Dataset entries:
<<<<

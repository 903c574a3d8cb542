//! Modbus RTU framing for the register read path
//!
//! Only the request/response shapes the acquisition core needs: building
//! read-holding-registers requests and decoding the matching responses,
//! including exception frames.

use super::checksum;
use thiserror::Error;

/// Read Holding Registers function code (0x03)
pub const READ_HOLDING_REGISTERS: u8 = 0x03;

/// Modbus exception codes
#[derive(Debug, Clone, Copy, PartialEq, Eq)]
#[repr(u8)]
pub enum ExceptionCode {
    IllegalFunction = 0x01,
    IllegalDataAddress = 0x02,
    IllegalDataValue = 0x03,
    SlaveDeviceFailure = 0x04,
    Acknowledge = 0x05,
    SlaveDeviceBusy = 0x06,
    MemoryParityError = 0x08,
    GatewayPathUnavailable = 0x0A,
    GatewayTargetDeviceFailedToRespond = 0x0B,
}

impl ExceptionCode {
    /// Get exception from u8
    pub fn from_u8(code: u8) -> Option<Self> {
        match code {
            0x01 => Some(ExceptionCode::IllegalFunction),
            0x02 => Some(ExceptionCode::IllegalDataAddress),
            0x03 => Some(ExceptionCode::IllegalDataValue),
            0x04 => Some(ExceptionCode::SlaveDeviceFailure),
            0x05 => Some(ExceptionCode::Acknowledge),
            0x06 => Some(ExceptionCode::SlaveDeviceBusy),
            0x08 => Some(ExceptionCode::MemoryParityError),
            0x0A => Some(ExceptionCode::GatewayPathUnavailable),
            0x0B => Some(ExceptionCode::GatewayTargetDeviceFailedToRespond),
            _ => None,
        }
    }

    /// Get name of exception
    pub fn name(&self) -> &'static str {
        match self {
            ExceptionCode::IllegalFunction => "Illegal Function",
            ExceptionCode::IllegalDataAddress => "Illegal Data Address",
            ExceptionCode::IllegalDataValue => "Illegal Data Value",
            ExceptionCode::SlaveDeviceFailure => "Slave Device Failure",
            ExceptionCode::Acknowledge => "Acknowledge",
            ExceptionCode::SlaveDeviceBusy => "Slave Device Busy",
            ExceptionCode::MemoryParityError => "Memory Parity Error",
            ExceptionCode::GatewayPathUnavailable => "Gateway Path Unavailable",
            ExceptionCode::GatewayTargetDeviceFailedToRespond => "Gateway Target Failed to Respond",
        }
    }
}

/// Frame decode errors
#[derive(Error, Debug)]
pub enum FrameError {
    /// Frame shorter than the minimum RTU frame
    #[error("Frame too short ({0} bytes)")]
    TooShort(usize),

    /// Trailing CRC does not match the frame body
    #[error("CRC mismatch")]
    CrcMismatch,

    /// Response carries an unexpected function code
    #[error("Unexpected function code 0x{0:02X}")]
    UnexpectedFunction(u8),

    /// Byte count field disagrees with the frame length
    #[error("Incomplete register data")]
    Truncated,
}

/// Decoded read response: register data bytes or a device exception
#[derive(Debug, Clone)]
pub enum ResponseFrame {
    /// Successful response with the raw register bytes
    Data(Vec<u8>),
    /// Device-side exception response
    Exception(ExceptionCode),
}

/// Build a read-holding-registers RTU request frame
pub fn build_read_request(unit_id: u8, start_address: u16, quantity: u16) -> Vec<u8> {
    let mut frame = Vec::with_capacity(8);
    frame.push(unit_id);
    frame.push(READ_HOLDING_REGISTERS);
    frame.extend_from_slice(&start_address.to_be_bytes());
    frame.extend_from_slice(&quantity.to_be_bytes());

    let crc = checksum::crc16_modbus(&frame);
    frame.extend_from_slice(&crc.to_le_bytes());

    frame
}

/// Parse a read-holding-registers RTU response frame
pub fn parse_read_response(data: &[u8]) -> Result<ResponseFrame, FrameError> {
    if data.len() < 5 {
        return Err(FrameError::TooShort(data.len()));
    }

    if !checksum::verify_crc16_modbus(data) {
        return Err(FrameError::CrcMismatch);
    }

    let function_code = data[1];

    // Exception response (bit 7 set)
    if function_code & 0x80 != 0 {
        let exception =
            ExceptionCode::from_u8(data[2]).unwrap_or(ExceptionCode::SlaveDeviceFailure);
        return Ok(ResponseFrame::Exception(exception));
    }

    if function_code != READ_HOLDING_REGISTERS {
        return Err(FrameError::UnexpectedFunction(function_code));
    }

    let byte_count = data[2] as usize;
    if data.len() < 3 + byte_count + 2 {
        return Err(FrameError::Truncated);
    }

    Ok(ResponseFrame::Data(data[3..3 + byte_count].to_vec()))
}

/// Extract register values from response data
pub fn parse_registers(data: &[u8]) -> Vec<u16> {
    data.chunks(2)
        .map(|chunk| {
            if chunk.len() == 2 {
                u16::from_be_bytes([chunk[0], chunk[1]])
            } else {
                0
            }
        })
        .collect()
}

/// Format an RTU frame for display
pub fn format_frame(data: &[u8]) -> String {
    if data.len() < 4 {
        return format!("Invalid RTU frame: {}", hex::encode(data));
    }
    format!(
        "RTU: Unit={:02X} Func={:02X} Data={} CRC={:04X}",
        data[0],
        data[1],
        hex::encode(&data[2..data.len() - 2]),
        u16::from_le_bytes([data[data.len() - 2], data[data.len() - 1]])
    )
}

#[cfg(test)]
mod tests {
    use super::*;

    #[test]
    fn test_build_read_request() {
        let frame = build_read_request(1, 0, 10);
        assert_eq!(frame.len(), 8);
        assert_eq!(frame[0], 1); // Unit ID
        assert_eq!(frame[1], 3); // Function code
        assert!(checksum::verify_crc16_modbus(&frame));
    }

    #[test]
    fn test_parse_read_response_data() {
        // Unit 1, func 3, 4 bytes: registers 100 and 300
        let mut frame = vec![0x01, 0x03, 0x04, 0x00, 0x64, 0x01, 0x2C];
        let crc = checksum::crc16_modbus(&frame);
        frame.extend_from_slice(&crc.to_le_bytes());

        match parse_read_response(&frame) {
            Ok(ResponseFrame::Data(data)) => assert_eq!(parse_registers(&data), vec![100, 300]),
            other => panic!("unexpected parse result: {:?}", other),
        }
    }

    #[test]
    fn test_parse_read_response_exception() {
        let mut frame = vec![0x01, 0x83, 0x02];
        let crc = checksum::crc16_modbus(&frame);
        frame.extend_from_slice(&crc.to_le_bytes());

        match parse_read_response(&frame) {
            Ok(ResponseFrame::Exception(code)) => {
                assert_eq!(code, ExceptionCode::IllegalDataAddress);
            }
            other => panic!("unexpected parse result: {:?}", other),
        }
    }

    #[test]
    fn test_parse_read_response_crc_mismatch() {
        let mut frame = vec![0x01, 0x03, 0x02, 0x00, 0x01];
        let crc = checksum::crc16_modbus(&frame);
        frame.extend_from_slice(&crc.to_le_bytes());
        frame[3] ^= 0xFF;

        assert!(matches!(
            parse_read_response(&frame),
            Err(FrameError::CrcMismatch)
        ));
    }
}
//! Application settings and port configurations

use crate::core::bus::PortConfig;
use serde::{Deserialize, Serialize};
use std::path::{Path, PathBuf};
use thiserror::Error;

/// Settings error types
#[derive(Error, Debug)]
pub enum SettingsError {
    /// I/O error
    #[error("I/O error: {0}")]
    Io(#[from] std::io::Error),

    /// Settings file could not be parsed
    #[error("Could not parse settings: {0}")]
    Parse(#[from] toml::de::Error),

    /// Settings could not be serialized
    #[error("Could not serialize settings: {0}")]
    Serialize(#[from] toml::ser::Error),
}

/// Result of a port upsert
#[derive(Debug, Clone, Copy, PartialEq, Eq)]
pub enum PortAction {
    /// A new port was inserted
    Added,
    /// An existing port was replaced
    Updated,
}

/// Application-level settings section
#[derive(Debug, Clone, Serialize, Deserialize)]
pub struct AppSection {
    /// Application name
    #[serde(default = "default_app_name")]
    pub name: String,
    /// Directory for cycle logs and the session tracker file
    #[serde(default = "default_log_dir")]
    pub log_dir: PathBuf,
}

impl Default for AppSection {
    fn default() -> Self {
        Self {
            name: default_app_name(),
            log_dir: default_log_dir(),
        }
    }
}

fn default_app_name() -> String {
    "fieldlog".to_string()
}

fn default_log_dir() -> PathBuf {
    super::log_dir().unwrap_or_else(|| PathBuf::from("data/logs"))
}

/// Application configuration
#[derive(Debug, Clone, Default, Serialize, Deserialize)]
pub struct Settings {
    /// Application section
    #[serde(default)]
    pub app: AppSection,
    /// Configured ports, keyed by unique id
    #[serde(default)]
    pub ports: Vec<PortConfig>,
}

impl Settings {
    /// Load settings from a TOML file, defaults if the file is absent
    pub fn load(path: &Path) -> Result<Self, SettingsError> {
        if path.exists() {
            let content = std::fs::read_to_string(path)?;
            Ok(toml::from_str(&content)?)
        } else {
            Ok(Self::default())
        }
    }

    /// Save settings to a TOML file, creating parent directories as needed
    pub fn save(&self, path: &Path) -> Result<(), SettingsError> {
        if let Some(parent) = path.parent() {
            if !parent.as_os_str().is_empty() {
                std::fs::create_dir_all(parent)?;
            }
        }
        let content = toml::to_string_pretty(self)?;
        std::fs::write(path, content)?;
        Ok(())
    }

    /// Directory for cycle logs and the session tracker file
    pub fn log_dir(&self) -> &Path {
        &self.app.log_dir
    }

    /// Look up a port by id
    pub fn port(&self, id: &str) -> Option<&PortConfig> {
        self.ports.iter().find(|p| p.id == id)
    }

    /// Insert a port, replacing any existing one with the same id
    pub fn add_or_update_port(&mut self, port: PortConfig) -> PortAction {
        if let Some(existing) = self.ports.iter_mut().find(|p| p.id == port.id) {
            *existing = port;
            PortAction::Updated
        } else {
            self.ports.push(port);
            PortAction::Added
        }
    }

    /// Remove a port by id; returns whether one was removed
    pub fn remove_port(&mut self, id: &str) -> bool {
        let before = self.ports.len();
        self.ports.retain(|p| p.id != id);
        self.ports.len() != before
    }
}

#[cfg(test)]
mod tests {
    use super::*;

    #[test]
    fn test_load_missing_file_gives_defaults() {
        let dir = tempfile::tempdir().unwrap();
        let settings = Settings::load(&dir.path().join("settings.toml")).unwrap();
        assert!(settings.ports.is_empty());
        assert_eq!(settings.app.name, "fieldlog");
    }

    #[test]
    fn test_add_update_remove_port_round_trip() {
        let dir = tempfile::tempdir().unwrap();
        let path = dir.path().join("settings.toml");

        let mut settings = Settings::default();
        let action = settings.add_or_update_port(PortConfig::new("p1", "COM1", 9600, 1));
        assert_eq!(action, PortAction::Added);
        settings.save(&path).unwrap();

        let mut loaded = Settings::load(&path).unwrap();
        assert_eq!(loaded.ports.len(), 1);
        assert_eq!(loaded.port("p1").map(|p| p.baud_rate), Some(9600));

        let mut updated = loaded.port("p1").cloned().unwrap();
        updated.baud_rate = 19200;
        updated.connect_retries = 5;
        let action = loaded.add_or_update_port(updated);
        assert_eq!(action, PortAction::Updated);
        assert_eq!(loaded.port("p1").map(|p| p.baud_rate), Some(19200));
        assert_eq!(loaded.port("p1").map(|p| p.connect_retries), Some(5));

        assert!(loaded.remove_port("p1"));
        assert!(!loaded.remove_port("p1"));
        loaded.save(&path).unwrap();

        let reloaded = Settings::load(&path).unwrap();
        assert!(reloaded.ports.is_empty());
    }

    #[test]
    fn test_port_extra_params_survive_toml() {
        let dir = tempfile::tempdir().unwrap();
        let path = dir.path().join("settings.toml");

        let mut settings = Settings::default();
        let mut port = PortConfig::new("p1", "COM1", 9600, 1);
        port.extra_params.insert(
            "flow_control".to_string(),
            toml::Value::String("hardware".to_string()),
        );
        settings.add_or_update_port(port);
        settings.save(&path).unwrap();

        let loaded = Settings::load(&path).unwrap();
        let port = loaded.port("p1").unwrap();
        assert_eq!(
            port.extra_params.get("flow_control").and_then(|v| v.as_str()),
            Some("hardware")
        );
    }
}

>>>>

Problem:
The response must consist solely of the lines from the top of the records through the line holding "function code (0x03)", copied word for word.

Response:
repository 903c574a3d8cb542
//! Modbus RTU framing for the register read path
//!
//! Only the request/response shapes the acquisition core needs: building
//! read-holding-registers requests and decoding the matching responses,
//! including exception frames.

use super::checksum;
use thiserror::Error;

/// Read Holding Registers function code (0x03)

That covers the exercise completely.